Some women with high-risk pregnancies benefit from a visit with a maternal-fetal medicine specialist, an obstetrician trained in complicated pregnancies.
If a GP or midwife is caring for your pregnancy and you develop complications, they are likely to consult or refer you to an obstetrician.
If you are in good health and expecting a healthy and normal pregnancy, you may still prefer the care of an obstetrician.
Why do you need a pediatrician?
General practitioners can also provide routine care for your child. Choosing between a general practitioner and a pediatrician may depend on personal preference. Here are some reasons why you should choose a pediatrician:
- Pediatricians specialize in caring for the physical, emotional, and behavioral needs of children.
- Pediatricians only care for children and therefore generally have more extensive experience in identifying and treating childhood illnesses.
- If your baby was born prematurely or has a health condition that needs close monitoring, a pediatrician can provide more specialized care.
How to choose a pediatrician?
It's a good idea to see a pediatrician early in the third trimester. You should take a lot of time to find someone with whom you and your partner feel comfortable. Ask your obstetrician and trusted family and friends for recommendations. If possible, schedule an in-person interview to get a feel for the doctor's office and your connection.
Here are some questions to consider when making your choice.
- Does this doctor have a good reputation?
- What training and experience does this doctor have?
- Does the pediatrician respect my philosophy on breastfeeding and vaccines?
- Does the doctor listen to me and explain everything clearly?
- Will my child always see the same doctor?
- Who replaces the pediatrician when he is not available?
- Is the office staff friendly and helpful?
- Is the office location cheap?
- How long does it take to get an appointment?
- Does the pediatrician offer evening and weekend visits? Who sees my son at these hours?
- How are emergencies and after-hours calls handled?
- What hospital is the pediatrician affiliated with?
- Does my insurance cover the services of this doctor?
If you move house or change insurance, see a new doctor before your child needs an exam or gets sick.
How to choose an obstetrician
To start your search, ask your doctor for recommendations. You can also ask friends or family if they can recommend someone to you. In addition to the doctor's reputation, training, and experience, here are some specific questions to help you choose the right OB doctor.
- What is the obstetrician's general approach to prenatal and delivery care?
- Will the OB support the type of labor I want (elective induction, natural birth, water birth, no pain medication)?

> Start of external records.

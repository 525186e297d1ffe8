use actix_cors::Cors;
use actix_web::{middleware::Logger, web, App, HttpResponse, HttpServer};
use chrono::Utc;
use content_service::config::{AuthConfig, StorageBackend};
use content_service::db::{MemoryStore, PgContentStore, PgPurchaseLedger, MIGRATOR};
use content_service::handlers::{self, AppState};
use content_service::middleware::MetricsMiddleware;
use crypto_core::JwtValidator;
use db_pool::{create_pool as create_pg_pool, DbConfig as DbPoolConfig};
use serde::Serialize;
use std::io;
use std::sync::Arc;
use std::time::Instant;
use tracing_subscriber::{layer::SubscriberExt, util::SubscriberInitExt};

struct HealthState {
    db_pool: Option<sqlx::PgPool>,
    storage: StorageBackend,
}

#[derive(Serialize, Clone)]
#[serde(rename_all = "lowercase")]
enum ComponentStatus {
    Healthy,
    Unhealthy,
}

#[derive(Serialize)]
struct ReadinessResponse {
    ready: bool,
    status: ComponentStatus,
    storage: StorageBackend,
    message: String,
    #[serde(skip_serializing_if = "Option::is_none")]
    latency_ms: Option<u64>,
    timestamp: String,
}

impl HealthState {
    async fn check_postgres(&self) -> Result<(), sqlx::Error> {
        match &self.db_pool {
            Some(pool) => sqlx::query("SELECT 1").fetch_one(pool).await.map(|_| ()),
            None => Ok(()),
        }
    }
}

async fn health_summary(state: web::Data<HealthState>) -> HttpResponse {
    match state.check_postgres().await {
        Ok(_) => HttpResponse::Ok().json(serde_json::json!({
            "status": "ok",
            "service": "content-service",
            "storage": state.storage,
            "version": env!("CARGO_PKG_VERSION")
        })),
        Err(e) => HttpResponse::ServiceUnavailable().json(serde_json::json!({
            "status": "unhealthy",
            "error": format!("PostgreSQL connection failed: {}", e),
            "service": "content-service"
        })),
    }
}

async fn readiness_summary(state: web::Data<HealthState>) -> HttpResponse {
    let start = Instant::now();
    let result = state.check_postgres().await;
    let latency_ms = state
        .db_pool
        .as_ref()
        .map(|_| start.elapsed().as_millis() as u64);

    let (ready, message) = match result {
        Ok(_) => (true, "storage reachable".to_string()),
        Err(e) => (false, format!("PostgreSQL connection failed: {}", e)),
    };

    let response = ReadinessResponse {
        ready,
        status: if ready {
            ComponentStatus::Healthy
        } else {
            ComponentStatus::Unhealthy
        },
        storage: state.storage,
        message,
        latency_ms,
        timestamp: Utc::now().to_rfc3339(),
    };

    if ready {
        HttpResponse::Ok().json(response)
    } else {
        HttpResponse::ServiceUnavailable().json(response)
    }
}

async fn liveness_check() -> HttpResponse {
    HttpResponse::Ok().json(serde_json::json!({"alive": true}))
}

async fn shutdown_signal() -> io::Result<()> {
    #[cfg(unix)]
    {
        use tokio::signal::unix::{signal, SignalKind};

        let mut terminate = signal(SignalKind::terminate())?;
        tokio::select! {
            result = tokio::signal::ctrl_c() => result?,
            _ = terminate.recv() => {},
        }
    }

    #[cfg(not(unix))]
    {
        tokio::signal::ctrl_c().await?;
    }

    Ok(())
}

fn build_validator(auth: &AuthConfig) -> io::Result<Option<Arc<JwtValidator>>> {
    let validator = if let Some(pem) = &auth.jwt_public_key_pem {
        Some(JwtValidator::from_rsa_pem(pem))
    } else {
        auth.jwt_secret
            .as_ref()
            .map(|secret| JwtValidator::from_secret(secret.as_bytes()))
    };

    validator
        .transpose()
        .map(|v| v.map(Arc::new))
        .map_err(|e| {
            io::Error::new(
                io::ErrorKind::InvalidInput,
                format!("Failed to initialize JWT validation: {e:#}"),
            )
        })
}

fn init_tracing() {
    let filter = tracing_subscriber::EnvFilter::try_from_default_env()
        .unwrap_or_else(|_| "info,actix_web=info,sqlx=warn".into());
    let json = std::env::var("LOG_FORMAT")
        .map(|v| v.eq_ignore_ascii_case("json"))
        .unwrap_or(false);

    let registry = tracing_subscriber::registry().with(filter);
    if json {
        registry
            .with(tracing_subscriber::fmt::layer().json().with_current_span(false))
            .init();
    } else {
        registry.with(tracing_subscriber::fmt::layer()).init();
    }
}

/// Content Service
///
/// Serves the BlockTube content interaction and feed API.
///
/// # Routes
///
/// - `/api/v1/content/*` - Feed listing, single reads, owner CRUD, likes, comments, purchases
/// - `/api/v1/search` - Ranked search over published content
/// - `/api/v1/subscriptions` - The caller's purchases with renewal metadata
/// - `/api/v1/dashboard/*` - Creator stats and earnings
/// - `/api/v1/health*`, `/metrics` - Probes and Prometheus metrics
///
/// # Deployment
///
/// Listens on port 8081 by default (CONTENT_SERVICE_PORT). Storage is
/// PostgreSQL unless STORAGE_BACKEND=memory is set for local development.
#[actix_web::main]
async fn main() -> io::Result<()> {
    let _ = dotenvy::dotenv();
    init_tracing();

    // Load configuration
    let config = match content_service::Config::from_env() {
        Ok(cfg) => cfg,
        Err(e) => {
            tracing::error!("Configuration loading failed: {:#}", e);
            eprintln!("ERROR: Failed to load configuration: {}", e);
            std::process::exit(1);
        }
    };

    tracing::info!("Starting content-service v{}", env!("CARGO_PKG_VERSION"));
    tracing::info!("Environment: {}", config.app.env);

    let validator = build_validator(&config.auth)?;
    if validator.is_none() {
        tracing::warn!(
            "JWT key not configured (JWT_PUBLIC_KEY_PEM / JWT_SECRET); authenticated routes will answer 401"
        );
    }

    let (state, db_pool) = match config.database.backend {
        StorageBackend::Postgres => {
            let mut db_cfg = DbPoolConfig::from_env("content-service", &config.database.url);
            if let Some(max_connections) = config.database.max_connections {
                db_cfg.max_connections = max_connections;
            }
            db_cfg.log_config();

            let pool = match create_pg_pool(db_cfg).await {
                Ok(pool) => pool,
                Err(e) => {
                    tracing::error!("Database pool creation failed: {:#}", e);
                    eprintln!("ERROR: Failed to create database pool: {}", e);
                    std::process::exit(1);
                }
            };

            if let Err(e) = MIGRATOR.run(&pool).await {
                tracing::error!("Database migration failed: {:#}", e);
                return Err(io::Error::new(
                    io::ErrorKind::Other,
                    format!("Failed to run migrations: {e}"),
                ));
            }
            tracing::info!("Connected to database via db-pool crate, migrations applied");

            let state = AppState::new(
                Arc::new(PgContentStore::new(pool.clone())),
                Arc::new(PgPurchaseLedger::new(pool.clone())),
                config.feed.clone(),
            );
            (state, Some(pool))
        }
        StorageBackend::Memory => {
            tracing::warn!("Using in-memory storage; data is lost on restart");
            let store = Arc::new(MemoryStore::new());
            (
                AppState::new(store.clone(), store, config.feed.clone()),
                None,
            )
        }
    };

    let app_state = web::Data::new(state);
    let health_state = web::Data::new(HealthState {
        db_pool: db_pool.clone(),
        storage: config.database.backend,
    });

    let http_bind_address = format!("{}:{}", config.app.host, config.app.port);
    tracing::info!("Starting HTTP server at {}", http_bind_address);

    let allowed_origins = config.cors.allowed_origins.clone();
    let server = HttpServer::new(move || {
        // Build CORS configuration
        let mut cors = Cors::default();
        for origin in allowed_origins.split(',') {
            let origin = origin.trim();
            if origin == "*" {
                cors = cors.allow_any_origin();
            } else if !origin.is_empty() {
                cors = cors.allowed_origin(origin);
            }
        }
        cors = cors.allow_any_method().allow_any_header().max_age(3600);

        let validator = validator.clone();
        App::new()
            .app_data(app_state.clone())
            .app_data(health_state.clone())
            .wrap(cors)
            .wrap(MetricsMiddleware)
            .wrap(Logger::default())
            .wrap(tracing_actix_web::TracingLogger::default())
            .route(
                "/metrics",
                web::get().to(content_service::metrics::serve_metrics),
            )
            // Health check endpoints
            .route("/api/v1/health", web::get().to(health_summary))
            .route("/api/v1/health/ready", web::get().to(readiness_summary))
            .route("/api/v1/health/live", web::get().to(liveness_check))
            .configure(move |cfg| handlers::configure(cfg, validator))
    })
    .bind(&http_bind_address)?
    .shutdown_timeout(30)
    .run();

    let server_handle = server.handle();
    let mut server_task = tokio::spawn(async move {
        tracing::info!("HTTP server is running");
        server.await
    });

    let shutdown = shutdown_signal();
    tokio::pin!(shutdown);

    let result = tokio::select! {
        joined = &mut server_task => match joined {
            Ok(result) => result,
            Err(e) => Err(io::Error::new(io::ErrorKind::Other, e.to_string())),
        },
        signal = &mut shutdown => {
            if let Err(e) = signal {
                tracing::error!("Failed to listen for shutdown signal: {}", e);
            }
            tracing::info!("Shutdown signal received");
            server_handle.stop(true).await;
            match server_task.await {
                Ok(result) => result,
                Err(e) => Err(io::Error::new(io::ErrorKind::Other, e.to_string())),
            }
        }
    };

    if let Some(pool) = db_pool {
        pool.close().await;
    }
    tracing::info!("Content-service shutting down");
    result
}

- Do I agree with the obstetrician's opinion about when to induce labor or when to perform a C-section?
- What percentage of obstetrician B's patients have a cesarean section?
- What percentage of obstetrician patients have episiotomies and under what circumstances are they performed?
- If I choose to work with a doula, will the OB support that choice?
- How does the obstetrician treat pain during childbirth?
- Who will replace the obstetrician when he is not available?
- If another obstetrician can deliver, can I meet him first?
- Is my spouse or partner comfortable with this doctor?